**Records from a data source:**
************

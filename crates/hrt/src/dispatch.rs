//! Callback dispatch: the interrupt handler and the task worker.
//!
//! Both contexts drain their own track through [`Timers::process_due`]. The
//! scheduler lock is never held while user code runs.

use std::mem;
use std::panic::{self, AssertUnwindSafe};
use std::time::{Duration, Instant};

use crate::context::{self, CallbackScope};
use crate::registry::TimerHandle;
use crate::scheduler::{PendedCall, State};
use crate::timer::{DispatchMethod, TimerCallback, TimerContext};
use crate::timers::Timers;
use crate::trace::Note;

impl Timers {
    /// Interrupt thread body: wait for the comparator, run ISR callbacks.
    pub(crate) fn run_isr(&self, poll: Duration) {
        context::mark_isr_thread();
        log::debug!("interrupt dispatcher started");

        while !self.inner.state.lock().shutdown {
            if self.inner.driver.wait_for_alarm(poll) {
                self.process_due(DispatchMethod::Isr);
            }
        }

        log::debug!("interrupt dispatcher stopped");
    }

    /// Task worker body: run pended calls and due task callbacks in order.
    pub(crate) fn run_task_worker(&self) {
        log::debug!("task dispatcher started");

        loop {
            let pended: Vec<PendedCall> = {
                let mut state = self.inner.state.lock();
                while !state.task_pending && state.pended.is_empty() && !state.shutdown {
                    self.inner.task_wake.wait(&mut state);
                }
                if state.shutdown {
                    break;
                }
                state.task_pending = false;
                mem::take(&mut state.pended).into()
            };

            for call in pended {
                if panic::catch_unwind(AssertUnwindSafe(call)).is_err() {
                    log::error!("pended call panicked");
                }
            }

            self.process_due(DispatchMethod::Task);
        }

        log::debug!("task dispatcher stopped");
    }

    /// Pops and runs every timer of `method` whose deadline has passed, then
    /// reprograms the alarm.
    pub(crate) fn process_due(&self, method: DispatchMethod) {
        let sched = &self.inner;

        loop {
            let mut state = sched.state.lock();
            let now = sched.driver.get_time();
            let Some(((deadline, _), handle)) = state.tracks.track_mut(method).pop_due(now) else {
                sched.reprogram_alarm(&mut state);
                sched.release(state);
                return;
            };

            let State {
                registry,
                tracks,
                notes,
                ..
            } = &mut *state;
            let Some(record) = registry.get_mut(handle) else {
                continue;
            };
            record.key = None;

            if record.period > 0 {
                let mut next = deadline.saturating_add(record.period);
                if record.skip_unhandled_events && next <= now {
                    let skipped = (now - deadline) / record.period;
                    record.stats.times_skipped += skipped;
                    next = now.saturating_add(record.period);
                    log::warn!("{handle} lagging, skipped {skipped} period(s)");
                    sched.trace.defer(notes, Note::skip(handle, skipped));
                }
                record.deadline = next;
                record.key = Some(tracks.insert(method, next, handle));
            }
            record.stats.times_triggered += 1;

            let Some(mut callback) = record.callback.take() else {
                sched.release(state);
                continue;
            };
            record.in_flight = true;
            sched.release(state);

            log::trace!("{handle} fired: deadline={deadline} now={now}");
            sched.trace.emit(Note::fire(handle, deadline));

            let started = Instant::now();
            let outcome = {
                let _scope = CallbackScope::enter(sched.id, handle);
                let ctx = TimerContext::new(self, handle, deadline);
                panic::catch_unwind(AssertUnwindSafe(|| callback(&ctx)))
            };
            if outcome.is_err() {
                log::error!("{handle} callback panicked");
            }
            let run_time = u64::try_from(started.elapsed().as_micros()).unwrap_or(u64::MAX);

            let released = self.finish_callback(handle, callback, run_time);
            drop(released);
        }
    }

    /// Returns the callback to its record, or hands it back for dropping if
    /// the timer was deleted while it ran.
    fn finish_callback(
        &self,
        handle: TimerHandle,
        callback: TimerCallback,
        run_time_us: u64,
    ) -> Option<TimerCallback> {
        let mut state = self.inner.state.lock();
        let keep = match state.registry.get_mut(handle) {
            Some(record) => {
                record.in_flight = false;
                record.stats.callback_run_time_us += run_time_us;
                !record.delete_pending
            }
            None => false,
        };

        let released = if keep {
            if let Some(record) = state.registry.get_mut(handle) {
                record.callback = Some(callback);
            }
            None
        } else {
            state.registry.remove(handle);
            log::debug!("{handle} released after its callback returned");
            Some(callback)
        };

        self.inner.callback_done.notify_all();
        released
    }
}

************

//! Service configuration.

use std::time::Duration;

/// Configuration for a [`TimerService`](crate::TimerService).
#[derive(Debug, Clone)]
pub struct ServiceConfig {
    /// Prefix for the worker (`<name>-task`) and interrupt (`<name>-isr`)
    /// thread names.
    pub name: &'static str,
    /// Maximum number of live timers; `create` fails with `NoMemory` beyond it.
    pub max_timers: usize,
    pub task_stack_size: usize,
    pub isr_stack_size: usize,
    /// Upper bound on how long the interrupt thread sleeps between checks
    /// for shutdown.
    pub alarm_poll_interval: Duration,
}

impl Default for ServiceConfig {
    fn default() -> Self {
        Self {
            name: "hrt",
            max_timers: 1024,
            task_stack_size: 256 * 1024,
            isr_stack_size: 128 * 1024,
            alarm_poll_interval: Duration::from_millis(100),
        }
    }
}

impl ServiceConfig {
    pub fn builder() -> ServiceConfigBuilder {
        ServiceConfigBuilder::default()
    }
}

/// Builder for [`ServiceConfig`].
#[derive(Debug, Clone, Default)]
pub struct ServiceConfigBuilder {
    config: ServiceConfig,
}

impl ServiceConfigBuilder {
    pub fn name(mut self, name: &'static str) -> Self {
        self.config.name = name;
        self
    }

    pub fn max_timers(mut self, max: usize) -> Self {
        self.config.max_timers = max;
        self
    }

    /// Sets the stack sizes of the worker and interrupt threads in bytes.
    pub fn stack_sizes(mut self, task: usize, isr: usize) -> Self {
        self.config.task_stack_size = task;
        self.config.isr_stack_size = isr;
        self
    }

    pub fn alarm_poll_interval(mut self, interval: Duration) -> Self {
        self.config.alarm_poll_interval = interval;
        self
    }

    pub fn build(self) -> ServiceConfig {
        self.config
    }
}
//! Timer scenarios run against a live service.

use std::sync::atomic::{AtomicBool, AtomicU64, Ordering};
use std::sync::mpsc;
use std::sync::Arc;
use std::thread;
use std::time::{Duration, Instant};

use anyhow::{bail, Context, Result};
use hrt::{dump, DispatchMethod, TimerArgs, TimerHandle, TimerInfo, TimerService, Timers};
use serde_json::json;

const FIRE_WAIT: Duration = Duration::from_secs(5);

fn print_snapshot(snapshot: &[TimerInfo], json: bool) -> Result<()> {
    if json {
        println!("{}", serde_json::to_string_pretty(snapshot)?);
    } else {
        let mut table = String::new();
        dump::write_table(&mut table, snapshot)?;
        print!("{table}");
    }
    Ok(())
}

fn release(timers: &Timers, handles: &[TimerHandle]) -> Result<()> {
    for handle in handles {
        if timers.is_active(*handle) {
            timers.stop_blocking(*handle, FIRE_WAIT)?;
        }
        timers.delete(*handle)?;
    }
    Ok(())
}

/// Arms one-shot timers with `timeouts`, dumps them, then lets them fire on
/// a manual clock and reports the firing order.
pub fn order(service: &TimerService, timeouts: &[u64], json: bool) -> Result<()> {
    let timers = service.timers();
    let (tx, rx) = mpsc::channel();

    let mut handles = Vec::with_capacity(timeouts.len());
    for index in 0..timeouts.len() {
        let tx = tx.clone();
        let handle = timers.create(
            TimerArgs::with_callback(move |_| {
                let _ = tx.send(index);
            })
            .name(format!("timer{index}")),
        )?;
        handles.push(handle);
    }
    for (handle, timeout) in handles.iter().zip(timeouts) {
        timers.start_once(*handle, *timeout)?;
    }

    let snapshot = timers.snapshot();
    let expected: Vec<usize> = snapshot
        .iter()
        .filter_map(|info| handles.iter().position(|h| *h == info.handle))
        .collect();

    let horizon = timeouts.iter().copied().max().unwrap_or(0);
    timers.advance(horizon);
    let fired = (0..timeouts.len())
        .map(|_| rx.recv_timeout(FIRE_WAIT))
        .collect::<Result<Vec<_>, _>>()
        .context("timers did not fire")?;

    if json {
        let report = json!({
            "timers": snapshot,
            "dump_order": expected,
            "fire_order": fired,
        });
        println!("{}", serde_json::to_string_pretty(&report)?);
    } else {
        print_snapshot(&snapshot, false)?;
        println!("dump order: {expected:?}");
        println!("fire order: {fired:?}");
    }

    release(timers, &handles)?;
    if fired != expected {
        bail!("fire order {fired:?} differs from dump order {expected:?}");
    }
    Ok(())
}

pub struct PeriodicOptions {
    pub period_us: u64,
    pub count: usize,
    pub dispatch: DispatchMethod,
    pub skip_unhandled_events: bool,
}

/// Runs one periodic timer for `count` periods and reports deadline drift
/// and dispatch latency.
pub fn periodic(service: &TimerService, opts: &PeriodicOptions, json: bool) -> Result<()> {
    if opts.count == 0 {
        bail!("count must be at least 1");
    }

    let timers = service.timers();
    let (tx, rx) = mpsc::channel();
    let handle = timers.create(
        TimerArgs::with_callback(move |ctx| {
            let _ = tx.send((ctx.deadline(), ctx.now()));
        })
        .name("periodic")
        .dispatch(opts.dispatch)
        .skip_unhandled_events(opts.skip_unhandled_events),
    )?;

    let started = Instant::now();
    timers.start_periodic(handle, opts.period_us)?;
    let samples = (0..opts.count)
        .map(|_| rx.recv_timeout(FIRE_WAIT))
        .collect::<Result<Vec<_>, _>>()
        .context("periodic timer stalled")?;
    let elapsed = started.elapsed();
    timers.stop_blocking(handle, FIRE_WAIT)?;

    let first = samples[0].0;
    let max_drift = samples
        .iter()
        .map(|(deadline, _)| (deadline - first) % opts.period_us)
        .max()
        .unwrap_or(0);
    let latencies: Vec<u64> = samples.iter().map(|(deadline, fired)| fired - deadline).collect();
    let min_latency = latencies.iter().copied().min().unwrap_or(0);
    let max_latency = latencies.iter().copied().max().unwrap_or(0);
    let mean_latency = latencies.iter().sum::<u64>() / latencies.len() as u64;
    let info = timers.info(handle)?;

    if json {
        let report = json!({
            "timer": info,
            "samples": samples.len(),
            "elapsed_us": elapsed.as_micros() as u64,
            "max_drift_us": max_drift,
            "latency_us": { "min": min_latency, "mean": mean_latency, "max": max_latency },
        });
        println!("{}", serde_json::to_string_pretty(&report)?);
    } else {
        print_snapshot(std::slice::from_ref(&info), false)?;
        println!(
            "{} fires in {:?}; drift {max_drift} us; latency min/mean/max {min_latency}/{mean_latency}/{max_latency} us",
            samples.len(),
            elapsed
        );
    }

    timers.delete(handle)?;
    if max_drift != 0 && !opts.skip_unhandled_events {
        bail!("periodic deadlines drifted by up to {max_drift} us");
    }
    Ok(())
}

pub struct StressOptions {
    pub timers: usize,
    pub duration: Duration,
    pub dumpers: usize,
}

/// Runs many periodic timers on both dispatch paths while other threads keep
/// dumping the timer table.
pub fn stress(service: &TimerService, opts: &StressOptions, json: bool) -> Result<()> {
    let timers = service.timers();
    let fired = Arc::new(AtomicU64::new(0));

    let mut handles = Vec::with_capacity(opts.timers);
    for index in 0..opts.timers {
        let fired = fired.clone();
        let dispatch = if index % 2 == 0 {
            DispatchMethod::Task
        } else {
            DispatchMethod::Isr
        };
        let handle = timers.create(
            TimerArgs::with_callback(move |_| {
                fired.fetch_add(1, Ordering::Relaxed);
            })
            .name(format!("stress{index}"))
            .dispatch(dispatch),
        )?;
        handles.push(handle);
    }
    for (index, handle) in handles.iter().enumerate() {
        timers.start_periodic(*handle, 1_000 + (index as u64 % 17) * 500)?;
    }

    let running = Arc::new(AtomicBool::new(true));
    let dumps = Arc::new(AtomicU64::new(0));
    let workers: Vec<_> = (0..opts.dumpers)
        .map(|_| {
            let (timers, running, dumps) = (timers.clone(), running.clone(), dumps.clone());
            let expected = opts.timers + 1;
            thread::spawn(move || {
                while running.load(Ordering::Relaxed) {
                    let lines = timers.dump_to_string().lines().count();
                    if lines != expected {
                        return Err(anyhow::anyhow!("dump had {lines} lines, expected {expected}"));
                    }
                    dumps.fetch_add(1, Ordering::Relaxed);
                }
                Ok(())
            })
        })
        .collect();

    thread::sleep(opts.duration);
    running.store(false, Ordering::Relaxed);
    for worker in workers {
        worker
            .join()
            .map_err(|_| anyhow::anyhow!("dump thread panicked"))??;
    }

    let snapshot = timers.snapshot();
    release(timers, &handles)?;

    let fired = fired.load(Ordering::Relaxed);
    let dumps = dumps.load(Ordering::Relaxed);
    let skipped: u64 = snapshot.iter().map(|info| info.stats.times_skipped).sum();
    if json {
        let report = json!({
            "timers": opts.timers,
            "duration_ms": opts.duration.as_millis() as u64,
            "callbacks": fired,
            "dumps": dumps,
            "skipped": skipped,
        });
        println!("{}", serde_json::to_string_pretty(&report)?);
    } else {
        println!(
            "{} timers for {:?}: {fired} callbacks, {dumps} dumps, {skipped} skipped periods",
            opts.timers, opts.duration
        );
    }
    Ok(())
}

************

**What to do:** Filter the entries above down to the lines that hold the word "inner", and copy those lines.

**Reply:**
        while !self.inner.state.lock().shutdown {
            if self.inner.driver.wait_for_alarm(poll) {
                let mut state = self.inner.state.lock();
                    self.inner.task_wake.wait(&mut state);
        let sched = &self.inner;
        let mut state = self.inner.state.lock();
        self.inner.callback_done.notify_all();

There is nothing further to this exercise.